Thursday, December 29, 2011

Watching other people's kids makes me not want to have any.

1. Watching other people's kids makes me not want to have any. Like, these kids are so bad sometimes and their parents let them do whatever they want. Like, they're generally good children but when they start acting up, they really act up. Like, it's ridiculous. Ugh, but on the bright side, it's my last day of baby sitting.

2. I hate when people try to short change me. Like, if you know what you wanna pay me, then tell me. Don't ask me and then say you don't wanna pay that price. If you don't tell me what you want, then i'm gonna say what I want and that should be what you give. And honestly, I understand we're in a recession but don't short change me. Considering the amount of work I do, you should pay me accordingly because I don't have to do this. I'm find hanging out with my friends and doing what I want but instead i'm helping you. Especially when i'm up until the crack of dawn. 
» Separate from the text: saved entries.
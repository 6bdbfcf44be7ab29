//! Where catalog bytes come from.

use crate::error::CatalogError;
use async_trait::async_trait;
use std::path::PathBuf;

/// Raw response from a catalog source.
#[derive(Debug, Clone, PartialEq, Eq)]
pub struct CatalogPayload {
    /// HTTP-style status. Local sources report 200.
    pub status: u16,
    /// Response body, expected to be a JSON array of products.
    pub body: Vec<u8>,
}

impl CatalogPayload {
    /// A successful payload.
    pub fn ok(body: impl Into<Vec<u8>>) -> Self {
        Self {
            status: 200,
            body: body.into(),
        }
    }

    /// Check for a 2xx status.
    pub fn is_success(&self) -> bool {
        (200..300).contains(&self.status)
    }
}

/// A source of catalog data.
#[async_trait]
pub trait CatalogSource: Send + Sync {
    /// Fetch the catalog payload. Transport failures map to `Unavailable`.
    async fn fetch(&self) -> Result<CatalogPayload, CatalogError>;

    /// Human-readable location, used in logs.
    fn describe(&self) -> String;
}

/// Reads the catalog from a JSON file on disk.
#[derive(Debug, Clone)]
pub struct FileCatalogSource {
    path: PathBuf,
}

impl FileCatalogSource {
    /// Create a source for the given path.
    pub fn new(path: impl Into<PathBuf>) -> Self {
        Self { path: path.into() }
    }
}

#[async_trait]
impl CatalogSource for FileCatalogSource {
    async fn fetch(&self) -> Result<CatalogPayload, CatalogError> {
        let body = tokio::fs::read(&self.path)
            .await
            .map_err(|e| CatalogError::Unavailable(format!("{}: {}", self.path.display(), e)))?;
        Ok(CatalogPayload::ok(body))
    }

    fn describe(&self) -> String {
        self.path.display().to_string()
    }
}

/// Serves a fixed payload from memory.
#[derive(Debug, Clone)]
pub struct StaticCatalogSource {
    payload: CatalogPayload,
}

impl StaticCatalogSource {
    /// Serve `body` with status 200.
    pub fn new(body: impl Into<Vec<u8>>) -> Self {
        Self {
            payload: CatalogPayload::ok(body),
        }
    }

    /// Serve `body` with an explicit status.
    pub fn with_status(status: u16, body: impl Into<Vec<u8>>) -> Self {
        Self {
            payload: CatalogPayload {
                status,
                body: body.into(),
            },
        }
    }
}

#[async_trait]
impl CatalogSource for StaticCatalogSource {
    async fn fetch(&self) -> Result<CatalogPayload, CatalogError> {
        Ok(self.payload.clone())
    }

    fn describe(&self) -> String {
        "static".to_string()
    }
}

/// Fetches the catalog over HTTP.
#[cfg(feature = "http")]
#[derive(Debug, Clone)]
pub struct HttpCatalogSource {
    client: reqwest::Client,
    url: String,
}

#[cfg(feature = "http")]
impl HttpCatalogSource {
    /// Create a source for `url` with a default client.
    pub fn new(url: impl Into<String>) -> Self {
        Self::with_client(reqwest::Client::new(), url)
    }

    /// Create a source that reuses an existing client.
    pub fn with_client(client: reqwest::Client, url: impl Into<String>) -> Self {
        Self {
            client,
            url: url.into(),
        }
    }
}

#[cfg(feature = "http")]
#[async_trait]
impl CatalogSource for HttpCatalogSource {
    async fn fetch(&self) -> Result<CatalogPayload, CatalogError> {
        let response = self
            .client
            .get(&self.url)
            .send()
            .await
            .map_err(|e| CatalogError::Unavailable(e.to_string()))?;
        let status = response.status().as_u16();
        let body = response
            .bytes()
            .await
            .map_err(|e| CatalogError::Unavailable(e.to_string()))?;
        Ok(CatalogPayload {
            status,
            body: body.to_vec(),
        })
    }

    fn describe(&self) -> String {
        self.url.clone()
    }
}

#[cfg(test)]
mod tests {
    use super::*;
    use std::io::Write;

    #[tokio::test]
    async fn test_file_source_reads_bytes() {
        let mut file = tempfile::NamedTempFile::new().unwrap();
        file.write_all(b"[]").unwrap();

        let source = FileCatalogSource::new(file.path());
        let payload = source.fetch().await.unwrap();
        assert_eq!(payload.status, 200);
        assert_eq!(payload.body, b"[]");
    }

    #[tokio::test]
    async fn test_missing_file_is_unavailable() {
        let dir = tempfile::tempdir().unwrap();
        let source = FileCatalogSource::new(dir.path().join("products.json"));
        let err = source.fetch().await.unwrap_err();
        assert!(matches!(err, CatalogError::Unavailable(_)));
    }

    #[test]
    fn test_payload_success_range() {
        assert!(CatalogPayload::ok("x").is_success());
        assert!(!StaticCatalogSource::with_status(304, "").payload.is_success());
        assert!(!StaticCatalogSource::with_status(500, "").payload.is_success());
    }
}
Thursday, December 22, 2011

Honestly, I like The Weeknd. But,

He's one of those artists that you can only listen to for a certain amount of time or it gets annoying. 

Monday, December 19, 2011

If I say you're my friend, then basically you're like family.

I will look out for you like it's nobody's business. I'll do just about any and everything I can to makes sure you're okay and feel good about yourself and love you unconditionally. As long as you're willing to do the same. 

Wednesday, December 14, 2011

I'm so tired of feeling like my best isn't good enough.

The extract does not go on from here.